I would like every entry below written out exactly.

====

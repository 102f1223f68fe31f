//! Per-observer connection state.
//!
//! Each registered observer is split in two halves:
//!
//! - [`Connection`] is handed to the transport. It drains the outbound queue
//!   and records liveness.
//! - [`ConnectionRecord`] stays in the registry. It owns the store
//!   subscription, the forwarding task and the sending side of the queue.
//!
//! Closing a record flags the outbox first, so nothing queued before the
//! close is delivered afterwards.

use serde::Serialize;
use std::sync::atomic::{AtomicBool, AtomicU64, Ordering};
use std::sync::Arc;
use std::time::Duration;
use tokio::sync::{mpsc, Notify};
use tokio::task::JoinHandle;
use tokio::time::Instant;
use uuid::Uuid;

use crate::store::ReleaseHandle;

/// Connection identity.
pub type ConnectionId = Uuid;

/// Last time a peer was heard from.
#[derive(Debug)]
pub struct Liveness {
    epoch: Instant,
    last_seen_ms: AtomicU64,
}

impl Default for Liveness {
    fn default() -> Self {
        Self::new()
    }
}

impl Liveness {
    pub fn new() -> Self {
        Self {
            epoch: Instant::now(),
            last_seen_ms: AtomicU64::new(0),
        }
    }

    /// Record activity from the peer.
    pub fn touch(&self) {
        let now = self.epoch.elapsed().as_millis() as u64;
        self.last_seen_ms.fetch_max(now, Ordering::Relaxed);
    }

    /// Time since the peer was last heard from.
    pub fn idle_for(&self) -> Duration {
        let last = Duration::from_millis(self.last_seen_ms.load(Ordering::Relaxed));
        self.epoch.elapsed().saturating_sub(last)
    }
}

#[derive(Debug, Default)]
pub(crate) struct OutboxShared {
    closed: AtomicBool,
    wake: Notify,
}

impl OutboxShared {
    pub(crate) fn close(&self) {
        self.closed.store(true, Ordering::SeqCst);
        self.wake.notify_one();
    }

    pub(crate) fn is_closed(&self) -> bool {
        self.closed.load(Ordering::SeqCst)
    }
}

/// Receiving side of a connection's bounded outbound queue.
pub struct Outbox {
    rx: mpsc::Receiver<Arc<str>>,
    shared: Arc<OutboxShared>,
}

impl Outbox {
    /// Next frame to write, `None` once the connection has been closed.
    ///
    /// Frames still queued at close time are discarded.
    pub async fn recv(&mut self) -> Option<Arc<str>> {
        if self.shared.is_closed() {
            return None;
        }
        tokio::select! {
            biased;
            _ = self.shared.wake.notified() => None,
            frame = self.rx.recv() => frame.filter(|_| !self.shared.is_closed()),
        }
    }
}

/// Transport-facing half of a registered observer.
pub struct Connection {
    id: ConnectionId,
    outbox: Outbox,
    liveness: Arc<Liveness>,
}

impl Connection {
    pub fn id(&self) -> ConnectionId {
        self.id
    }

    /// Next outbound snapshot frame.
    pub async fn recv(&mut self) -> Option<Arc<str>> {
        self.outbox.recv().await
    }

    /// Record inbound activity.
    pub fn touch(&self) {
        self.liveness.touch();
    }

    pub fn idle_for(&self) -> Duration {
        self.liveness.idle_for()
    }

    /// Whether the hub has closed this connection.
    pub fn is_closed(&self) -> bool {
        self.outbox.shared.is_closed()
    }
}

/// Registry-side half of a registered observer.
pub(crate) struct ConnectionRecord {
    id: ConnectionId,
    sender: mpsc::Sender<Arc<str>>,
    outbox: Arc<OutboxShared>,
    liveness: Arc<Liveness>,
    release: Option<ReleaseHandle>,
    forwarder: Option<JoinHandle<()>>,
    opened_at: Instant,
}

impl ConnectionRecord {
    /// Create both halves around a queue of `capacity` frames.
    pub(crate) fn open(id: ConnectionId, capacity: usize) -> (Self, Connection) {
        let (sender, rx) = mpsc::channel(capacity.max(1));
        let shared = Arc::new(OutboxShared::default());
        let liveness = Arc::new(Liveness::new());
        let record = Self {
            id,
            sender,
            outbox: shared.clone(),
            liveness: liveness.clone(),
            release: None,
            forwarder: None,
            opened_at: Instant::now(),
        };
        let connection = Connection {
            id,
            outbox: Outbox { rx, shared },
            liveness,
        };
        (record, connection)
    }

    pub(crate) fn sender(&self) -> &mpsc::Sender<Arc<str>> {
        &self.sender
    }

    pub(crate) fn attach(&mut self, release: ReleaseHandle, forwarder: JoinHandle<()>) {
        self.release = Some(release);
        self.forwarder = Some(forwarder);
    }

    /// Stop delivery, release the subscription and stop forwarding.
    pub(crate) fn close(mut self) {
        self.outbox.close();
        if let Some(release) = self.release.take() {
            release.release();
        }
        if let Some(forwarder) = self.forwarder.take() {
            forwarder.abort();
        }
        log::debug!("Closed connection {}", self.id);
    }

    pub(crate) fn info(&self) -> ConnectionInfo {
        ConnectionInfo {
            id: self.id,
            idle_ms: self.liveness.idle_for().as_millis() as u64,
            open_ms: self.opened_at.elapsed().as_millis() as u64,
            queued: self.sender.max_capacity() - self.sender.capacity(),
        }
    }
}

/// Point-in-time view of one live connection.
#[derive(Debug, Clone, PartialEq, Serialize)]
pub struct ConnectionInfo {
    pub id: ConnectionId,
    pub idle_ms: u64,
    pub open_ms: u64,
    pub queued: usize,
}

====

YOUR SOLUTION:
repository 102f1223f68fe31f
//! Per-observer connection state.
//!
//! Each registered observer is split in two halves:
//!
//! - [`Connection`] is handed to the transport. It drains the outbound queue
//!   and records liveness.
//! - [`ConnectionRecord`] stays in the registry. It owns the store
//!   subscription, the forwarding task and the sending side of the queue.
//!
//! Closing a record flags the outbox first, so nothing queued before the
//! close is delivered afterwards.

use serde::Serialize;
use std::sync::atomic::{AtomicBool, AtomicU64, Ordering};
use std::sync::Arc;
use std::time::Duration;
use tokio::sync::{mpsc, Notify};
use tokio::task::JoinHandle;
use tokio::time::Instant;
use uuid::Uuid;

use crate::store::ReleaseHandle;

/// Connection identity.
pub type ConnectionId = Uuid;

/// Last time a peer was heard from.
#[derive(Debug)]
pub struct Liveness {
    epoch: Instant,
    last_seen_ms: AtomicU64,
}

impl Default for Liveness {
    fn default() -> Self {
        Self::new()
    }
}

impl Liveness {
    pub fn new() -> Self {
        Self {
            epoch: Instant::now(),
            last_seen_ms: AtomicU64::new(0),
        }
    }

    /// Record activity from the peer.
    pub fn touch(&self) {
        let now = self.epoch.elapsed().as_millis() as u64;
        self.last_seen_ms.fetch_max(now, Ordering::Relaxed);
    }

    /// Time since the peer was last heard from.
    pub fn idle_for(&self) -> Duration {
        let last = Duration::from_millis(self.last_seen_ms.load(Ordering::Relaxed));
        self.epoch.elapsed().saturating_sub(last)
    }
}

#[derive(Debug, Default)]
pub(crate) struct OutboxShared {
    closed: AtomicBool,
    wake: Notify,
}

impl OutboxShared {
    pub(crate) fn close(&self) {
        self.closed.store(true, Ordering::SeqCst);
        self.wake.notify_one();
    }

    pub(crate) fn is_closed(&self) -> bool {
        self.closed.load(Ordering::SeqCst)
    }
}

/// Receiving side of a connection's bounded outbound queue.
pub struct Outbox {
    rx: mpsc::Receiver<Arc<str>>,
    shared: Arc<OutboxShared>,
}

impl Outbox {
    /// Next frame to write, `None` once the connection has been closed.
    ///
    /// Frames still queued at close time are discarded.
    pub async fn recv(&mut self) -> Option<Arc<str>> {
        if self.shared.is_closed() {
            return None;
        }
        tokio::select! {
            biased;
            _ = self.shared.wake.notified() => None,
            frame = self.rx.recv() => frame.filter(|_| !self.shared.is_closed()),
        }
    }
}

/// Transport-facing half of a registered observer.
pub struct Connection {
    id: ConnectionId,
    outbox: Outbox,
    liveness: Arc<Liveness>,
}

impl Connection {
    pub fn id(&self) -> ConnectionId {
        self.id
    }

    /// Next outbound snapshot frame.
    pub async fn recv(&mut self) -> Option<Arc<str>> {
        self.outbox.recv().await
    }

    /// Record inbound activity.
    pub fn touch(&self) {
        self.liveness.touch();
    }

    pub fn idle_for(&self) -> Duration {
        self.liveness.idle_for()
    }

    /// Whether the hub has closed this connection.
    pub fn is_closed(&self) -> bool {
        self.outbox.shared.is_closed()
    }
}

/// Registry-side half of a registered observer.
pub(crate) struct ConnectionRecord {
    id: ConnectionId,
    sender: mpsc::Sender<Arc<str>>,
    outbox: Arc<OutboxShared>,
    liveness: Arc<Liveness>,
    release: Option<ReleaseHandle>,
    forwarder: Option<JoinHandle<()>>,
    opened_at: Instant,
}

impl ConnectionRecord {
    /// Create both halves around a queue of `capacity` frames.
    pub(crate) fn open(id: ConnectionId, capacity: usize) -> (Self, Connection) {
        let (sender, rx) = mpsc::channel(capacity.max(1));
        let shared = Arc::new(OutboxShared::default());
        let liveness = Arc::new(Liveness::new());
        let record = Self {
            id,
            sender,
            outbox: shared.clone(),
            liveness: liveness.clone(),
            release: None,
            forwarder: None,
            opened_at: Instant::now(),
        };
        let connection = Connection {
            id,
            outbox: Outbox { rx, shared },
            liveness,
        };
        (record, connection)
    }

    pub(crate) fn sender(&self) -> &mpsc::Sender<Arc<str>> {
        &self.sender
    }

    pub(crate) fn attach(&mut self, release: ReleaseHandle, forwarder: JoinHandle<()>) {
        self.release = Some(release);
        self.forwarder = Some(forwarder);
    }

    /// Stop delivery, release the subscription and stop forwarding.
    pub(crate) fn close(mut self) {
        self.outbox.close();
        if let Some(release) = self.release.take() {
            release.release();
        }
        if let Some(forwarder) = self.forwarder.take() {
            forwarder.abort();
        }
        log::debug!("Closed connection {}", self.id);
    }

    pub(crate) fn info(&self) -> ConnectionInfo {
        ConnectionInfo {
            id: self.id,
            idle_ms: self.liveness.idle_for().as_millis() as u64,
            open_ms: self.opened_at.elapsed().as_millis() as u64,
            queued: self.sender.max_capacity() - self.sender.capacity(),
        }
    }
}

/// Point-in-time view of one live connection.
#[derive(Debug, Clone, PartialEq, Serialize)]
pub struct ConnectionInfo {
    pub id: ConnectionId,
    pub idle_ms: u64,
    pub open_ms: u64,
    pub queued: usize,
}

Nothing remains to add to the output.